Ceci n’est pas une course.


On s’est connu au Collège, au Lycée, à la Fac. On a passé des heures à parler autour d’une table basse, à boire un peu trop de verres et à fabriquer des souvenirs inavouables. On a consommé jusqu’à plus soif ce temps diffus de l’adolescence. Savourer les plaisirs d’une époque que l’on croyait éternelle. Et puis soudain, la vie change. Elle transforme le cours de nos journées, la teneur de nos nuits. Alors, de manière pernicieuse chacun dessine son modèle de vie réussie. La table basse dissipe ses volutes de complicité. Elle devient un lieu de débat, plus ou moins explicite, où l’on tente, parfois maladroitement de justifier nos choix comme étant les seuls recevables, légitimes et judicieux. Marié ou non. Avec ou sans enfant. A la ville ou à la campagne. Salarié ou à son compte. Autant de modèles que d’individus. L’unité d’antan se fragmente en une multitude de perspectives. Alors tout à coup, on se sent obligé de convaincre l’autre, on cherche à obtenir sa validation, à lui garantir que nous avons bien fait, que nous ne nous sommes pas trahis, que nous n’avons pas piétiné nos rêves, que nous sommes simplement devenus rationnels.
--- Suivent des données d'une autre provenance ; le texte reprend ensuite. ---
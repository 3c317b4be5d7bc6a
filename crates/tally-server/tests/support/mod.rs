//! Shared test doubles and helpers for tally-server integration tests.

#![allow(clippy::unwrap_used)]
#![allow(clippy::expect_used)]
#![allow(clippy::panic)]
#![allow(dead_code)]

use std::sync::Arc;

use async_trait::async_trait;
use axum::{body::Body, http::Request, response::Response, Router};
use chrono::{DateTime, TimeZone, Utc};
use serde_json::Value;
use tokio::sync::Barrier;
use tower::ServiceExt;

use tally_core::calendar::{Calendar, RetentionWindow};
use tally_core::clock::ManualClock;
use tally_core::error::{Result, TallyError};
use tally_server::app_state::AppState;
use tally_server::config::{self, TallyConfig};
use tally_server::counter::CounterService;
use tally_server::router::build_router;
use tally_server::store::{KvStore, MemoryStore};

pub fn utc(y: i32, m: u32, d: u32, h: u32, min: u32, s: u32) -> DateTime<Utc> {
    Utc.with_ymd_and_hms(y, m, d, h, min, s).unwrap()
}

/// 2024-03-10 12:00 in UTC+9.
pub fn start_clock() -> Arc<ManualClock> {
    Arc::new(ManualClock::new(utc(2024, 3, 10, 3, 0, 0)))
}

pub fn memory_config() -> TallyConfig {
    config::load_from_str("version: 1\nstore:\n  backend: memory\n").unwrap()
}

pub fn service(store: Arc<dyn KvStore>, clock: Arc<ManualClock>) -> Arc<CounterService> {
    Arc::new(CounterService::new(
        store,
        clock,
        Calendar::default(),
        RetentionWindow::default(),
    ))
}

pub fn app(cfg: TallyConfig, store: Option<Arc<dyn KvStore>>, clock: Arc<ManualClock>) -> Router {
    let state = AppState::new(cfg, store, clock).unwrap();
    build_router(state)
}

pub async fn send(app: &Router, method: &str, uri: &str) -> Response {
    let req = Request::builder()
        .method(method)
        .uri(uri)
        .body(Body::empty())
        .unwrap();
    app.clone().oneshot(req).await.unwrap()
}

pub async fn body_json(resp: Response) -> Value {
    let bytes = axum::body::to_bytes(resp.into_body(), usize::MAX).await.unwrap();
    serde_json::from_slice(&bytes).unwrap()
}

/// Store whose operations can be made to fail.
#[derive(Default)]
pub struct FaultyStore {
    pub inner: MemoryStore,
    pub fail_reads: bool,
    pub fail_writes: bool,
    pub fail_deletes: bool,
}

fn backend_down() -> TallyError {
    TallyError::store("backend down: connection refused by 10.0.0.7")
}

#[async_trait]
impl KvStore for FaultyStore {
    async fn get(&self, key: &str) -> Result<Option<String>> {
        if self.fail_reads {
            return Err(backend_down());
        }
        self.inner.get(key).await
    }

    async fn put(&self, key: &str, value: String) -> Result<()> {
        if self.fail_writes {
            return Err(backend_down());
        }
        self.inner.put(key, value).await
    }

    async fn delete(&self, key: &str) -> Result<()> {
        if self.fail_deletes {
            return Err(backend_down());
        }
        self.inner.delete(key).await
    }
}

/// Holds readers of `gate_key` until `parties` of them have read, so that
/// concurrent read-modify-write cycles all observe the same value.
pub struct GatedStore {
    pub inner: MemoryStore,
    gate_key: &'static str,
    barrier: Barrier,
}

impl GatedStore {
    pub fn new(gate_key: &'static str, parties: usize) -> Self {
        Self {
            inner: MemoryStore::new(),
            gate_key,
            barrier: Barrier::new(parties),
        }
    }
}

#[async_trait]
impl KvStore for GatedStore {
    async fn get(&self, key: &str) -> Result<Option<String>> {
        let v = self.inner.get(key).await?;
        if key == self.gate_key {
            self.barrier.wait().await;
        }
        Ok(v)
    }

    async fn put(&self, key: &str, value: String) -> Result<()> {
        self.inner.put(key, value).await
    }

    async fn delete(&self, key: &str) -> Result<()> {
        self.inner.delete(key).await
    }
}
Derrière cette comparaison absurde se dissimule surtout notre désarroi, nos angoisses, nos doutes, nos regrets. Les amis d’avant sont des miroirs qui nous renvoient à nos propres vertiges. Pourtant, comme le dit si justement l'essayiste américain Tim Kreider : « Il est tentant de voir dans les vies des autres des fables qui seraient là pour nous montrer à quoi nous avons échappé, ou au contraire pour nous faire comprendre à quel point nous nous sommes trompés. De les envier ou de les dénigrer au lieu de les prendre pour ce qu’elles sont : les vies des autres, des univers insulaires, impossibles à connaître ». Peut-être pouvons-nous un instant renoncer à la comparaison et nous contenter de fabriquer de nouveaux souvenirs, nourris de nos précieuses divergences. Je vous souhaite une journée d’amitié.